First attempts with WebRTC, data channels working
Basics
WebRTC uses RTCPeerConnection to communicate streaming data between browsers, but also needs a mechanism to coordinate communication and to send control messages, a process known as signalling.
The WebRTC APIs use STUN servers to get the IP address of your computer, and TURN servers to function as relay servers in case peer-to-peer communication fails.
To learn how this works, following the codelab here, which is where references to step-05
come from.
Installed Node Package manager on macbook
# installs nvm (Node Version Manager)
curl -o- https://raw.githubusercontent.com/nvm-sh/nvm/v0.39.7/install.sh |
# then open a new terminal
# download and install Node.js (you may need to restart the terminal)
nvm install 20
# verifies the right Node.js version is in the environment
node -v # should print `v20.15.0`
# verifies the right NPM version is in the environment
npm -v # should print `10.7.0`
Next step will be to edit step-05 folder so that instead of a video stream, we are able to send data between rpi and laptop using the data channel. Laptop acts as the signalling server when node index.js
is run.
Once you have some data communication, move onto images, then videos/streams.
chrome://webrtc-internals/
Have the data channel working between chrome/firefox or between 2 computers connected to the same network. Only need to run node index.js
from the host and then access with IP:8010. Turn off browser caching with Developer tools > Network.
When home internet is back, check if this data channel works between laptop and RPI over VPN. Working version is in step-05 folder.
Can now open/close connection successfully, but not sure about the cleanup function. Next figure out how to get addStream working.
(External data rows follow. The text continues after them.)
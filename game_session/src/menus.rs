//! Start, pause and postgame menus, laid out relative to the court width.

use game_core::{Rect, SpeedMultipliers, Vector2D};

use crate::controls::{Button, PointerEvent, Slider, Toggle};
use crate::players::{NameField, PlayerNames};

/// Keyboard input relevant to the menus and to pausing
#[derive(Debug, Clone, Copy, PartialEq, Eq)]
pub enum Key {
    Char(char),
    Backspace,
    Tab,
    Enter,
    Escape,
    Space,
}

/// What a menu asks the match to do
#[derive(Debug, Clone, PartialEq, Eq)]
pub enum MenuAction {
    None,
    Start(PlayerNames),
    Exit,
    Resume,
    Reset,
    EndGame,
    PlayAgain,
    MainMenu,
}

/// Look picked in the start menu's settings; the renderer maps it to colors
#[derive(Debug, Clone, Copy, Default, PartialEq, Eq)]
pub enum VisualStyle {
    #[default]
    Classic,
    Neon,
}

impl VisualStyle {
    pub fn label(&self) -> &'static str {
        match self {
            VisualStyle::Classic => "Classic",
            VisualStyle::Neon => "Neon",
        }
    }
}

#[derive(Debug, Clone, Copy, PartialEq, Eq)]
enum Focus {
    None,
    Left,
    Right,
}

fn centered(width: f64, y: f64, w: f64, h: f64) -> Rect {
    Rect::new(width / 2.0 - w / 2.0, y, w, h)
}

/// Name entry for both players, with a settings page for the visual style
#[derive(Debug, Clone)]
pub struct StartMenu {
    pub left_name: NameField,
    pub right_name: NameField,
    pub left_rect: Rect,
    pub right_rect: Rect,
    pub start_button: Button,
    pub settings_button: Button,
    pub exit_button: Button,
    pub classic_button: Button,
    pub neon_button: Button,
    pub back_button: Button,
    focus: Focus,
    showing_settings: bool,
    style: VisualStyle,
}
Now get no data channel comms and error WebRTC: ICE failed, add a STUN server and see about:webrtc for more details
. - Was issue running on local firefox and chrome.
Not much progress made on the streams here. It is vital you learn how to check if the stream is actually being created first, learn how to read the WebRTC logs. https://getstream.io/blog/debugging-webrtc-calls/
pc.getLocalStreams()
1. [MediaStream]
1. 0: MediaStream {id: '71544b4a-3314-490e-971e-006090499d40', active: true, onaddtrack: null, onremovetrack: null, onactive: null, …}
2. length: 1
3. [[Prototype]]: Array(0)
Problem was that I was doing the call before the stream was added to the tracks. Now issue is that “Add Remote Stream” needs to be called before “Add Local Stream”. Todo: Move adding of remote stream somewhere so that as soon as a local stream is available, it appears. Or do something nicer, maybe checkboxes?
Snags:
Restarting the WebRTC connection fails sometimes after disconnect, refreshing sometimes works but not frequently. Problem where can’t start stream from remote is because http is insecure. On the remote browser do:
chrome://flags/#unsafely-treat-insecure-origin-as-secure
Enable it
Add
http://192.168.0.21:8010
Relaunch chrome. It should work now.
In
createPeerConnection
have addedaddRemoteStreamChannel();
to test if that works on launch.
Fixing webcam issue on rpi
Webcam not detected by cheese or chromium, unless run like so:
xhost +si:localuser:root
sudo cheese
sudo chromium
# To remove this xhost change
xhost -si:localuser:root
Permanently FIXED
Issue was camera permissions, fix with video group and udev rule.
# Check rpi user is in the video group, if not then add it.
groups
# If video group doesn't show then:
sudo usermod -a -G video rpi
sudo nano /etc/udev/rules.d/99-video.rules
# adding
KERNEL=="video[0-9]*", GROUP="video", MODE="0660"
#Then reboot
Testing 2024-07-20 - WebRTC in client and RPi browsers over VPN
Tested the WebRTC over the VPN, everything works quite well. The slow point now is having to login to the desktop of the robot, the stream looked ok. Next steps:
- Find a way to launch what is needed on the robot side, without needing chromium open. Requires creation of a separate server/client files.
- Add joystick controls to the client.